On his return to base, he knew what to expect. He had checked with the Overlord; no one had entered the chamber since he had last been inside, and Kyne himself had opaqued the cube on his way out. Still, he nodded to the last guard, and braced himself for what would come.

Before him loomed the daemon, its silver hexagon taking up an impossible amount of the cube. Its swirling black eye trained directly on Kyne. He felt he would rather take a plasma cannon to the chest than withstand its gaze. He was powerless, he was weak. This daemon was greater. Chaos was greater. What chance did he have, mere human against such a beast?
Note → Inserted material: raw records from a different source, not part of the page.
use clap::{value_parser, Arg, ArgMatches, Command};
use tracing::info;

use crate::drawers::{DrawContext, TracksDrawer};
use crate::geometry::{project, LatLng, LatLngBounds, XY};
use crate::svg::{polyline, SvgDocument};
use crate::PosterError;

const EARTH_RADIUS_KM: f64 = 6378.1;
/// (opacity, width) of the stacked strokes, widest first.
const STROKES: [(f64, f64); 3] = [(0.1, 5.0), (0.2, 2.0), (1.0, 0.3)];

/// Every track overlaid on one shared projection filling the page.
#[derive(Clone, Debug, Default)]
pub struct PlainDrawer {
    center: Option<LatLng>,
    radius_km: Option<f64>,
}

impl PlainDrawer {
    pub fn centered(center: LatLng, radius_km: Option<f64>) -> Result<Self, PosterError> {
        if !center.is_valid() {
            return Err(PosterError::Parameter(format!(
                "Not a valid LAT,LNG pair: {},{}",
                center.lat, center.lng
            )));
        }
        if let Some(radius) = radius_km {
            validate_radius(radius)?;
        }
        Ok(Self {
            center: Some(center),
            radius_km,
        })
    }

    fn bbox(&self, ctx: &DrawContext) -> Option<LatLngBounds> {
        let tracks = ctx.tracks().tracks();
        let Some(center) = self.center else {
            return tracks
                .iter()
                .filter_map(|t| t.bbox())
                .reduce(LatLngBounds::union);
        };
        info!(lat = center.lat, lng = center.lng, "forcing heatmap center");
        let (dlat, dlng) = match self.radius_km {
            Some(radius) => {
                let quarter = EARTH_RADIUS_KM * std::f64::consts::PI / 2.0;
                let dlat = 90.0 * radius / quarter;
                (dlat, dlat / center.lat.to_radians().cos())
            }
            None => tracks
                .iter()
                .flat_map(|t| t.points())
                .fold((0.0f64, 0.0f64), |(dlat, dlng), p| {
                    let mut d = (center.lng - p.lng).abs() % 360.0;
                    if d > 180.0 {
                        d = 360.0 - d;
                    }
                    (dlat.max((center.lat - p.lat).abs()), dlng.max(d))
                }),
        };
        Some(LatLngBounds::from_center_size(center, 2.0 * dlat, 2.0 * dlng))
    }
}

fn parse_center(value: &str) -> Result<LatLng, PosterError> {
    let invalid = || PosterError::Parameter(format!("Not a valid LAT,LNG pair: {value}"));
    let (lat, lng) = value.split_once(',').ok_or_else(invalid)?;
    let lat: f64 = lat.trim().parse().map_err(|_| invalid())?;
    let lng: f64 = lng.trim().parse().map_err(|_| invalid())?;
    let center = LatLng::new(lat, lng);
    if !center.is_valid() {
        return Err(invalid());
    }
    Ok(center)
}

fn validate_radius(radius: f64) -> Result<(), PosterError> {
    if radius > 0.0 {
        Ok(())
    } else {
        Err(PosterError::Parameter(format!(
            "Not a valid radius: {radius} (must be > 0)"
        )))
    }
}

impl TracksDrawer for PlainDrawer {
    fn name(&self) -> &'static str {
        "plain"
    }

    fn create_args(&self, cmd: Command) -> Command {
        cmd.next_help_heading("Plain Type Options")
            .arg(
                Arg::new("heatmap_center")
                    .long("heatmap-center")
                    .value_name("LAT,LNG")
                    .help("Center of the overlay (default: automatic)."),
            )
            .arg(
                Arg::new("heatmap_radius")
                    .long("heatmap-radius")
                    .value_name("RADIUS_KM")
                    .value_parser(value_parser!(f64))
                    .help("Scale so that a circle of RADIUS_KM around the center is visible."),
            )
    }

    fn fetch_args(&mut self, matches: &ArgMatches) -> Result<(), PosterError> {
        self.center = matches
            .get_one::<String>("heatmap_center")
            .map(|s| parse_center(s))
            .transpose()?;
        self.radius_km = matches.get_one::<f64>("heatmap_radius").copied();
        if let Some(radius) = self.radius_km {
            validate_radius(radius)?;
            if self.center.is_none() {
                return Err(PosterError::Parameter(
                    "--heatmap-radius needs --heatmap-center".into(),
                ));
            }
        }
        Ok(())
    }

    fn draw(
        &self,
        ctx: &DrawContext,
        doc: &mut SvgDocument,
        size: XY,
        offset: XY,
    ) -> Result<(), PosterError> {
        let Some(bbox) = self.bbox(ctx) else {
            return Ok(());
        };
        let tracks = ctx.tracks();
        for track in tracks.tracks() {
            let color = ctx.color(tracks.length_range(), track.length, track.special).hex();
            for line in project(&bbox, size, offset, &track.polylines) {
                for (opacity, width) in STROKES {
                    doc.add(
                        polyline(&line)
                            .attr("stroke", color.clone())
                            .num_attr("stroke-opacity", opacity)
                            .num_attr("stroke-width", width),
                    );
                }
            }
        }
        Ok(())
    }

    fn body_only(&self) -> bool {
        true
    }
}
He began to weep. This was a hopeless task. Why delay the inevitable? Mankind was lost already. Kyne was lost already; no more was he an Inquisitor than was Waldon. The Emperor will wither and Chaos will reign. Therein lies the great mistake of man; to hope. To hope against hope that there is light when there is none.

Kyne had failed. His will was broken, his faith shattered. He was a heretic. He had to get out and get free. Tears rolled down his face and splashed on the lapel of his coat. As he reached out to brush them off, he paused.

Wait, he thought…that was it.

The tears stopped, and laughter poured out of Kyne like smoke from a grenade. He had worked it out.

That was the true evil of the thing. That was the truly glorious, absolute, mind-bendingly wondrous evil of it. Kyne was no a heretic. How could he be? He was an Ordo Malleus Inquisitor - the Emperor’s watchdog against exactly this kind of threat. He was pure – of heart and mind. This thing, this daemon, this mess of shape and colour – had no real power. It could only try to worm its way inside his mind and squeeze it like a lemon; to try to make him believe he was a heretic, and trust that his guilt and conditioning would destroy him.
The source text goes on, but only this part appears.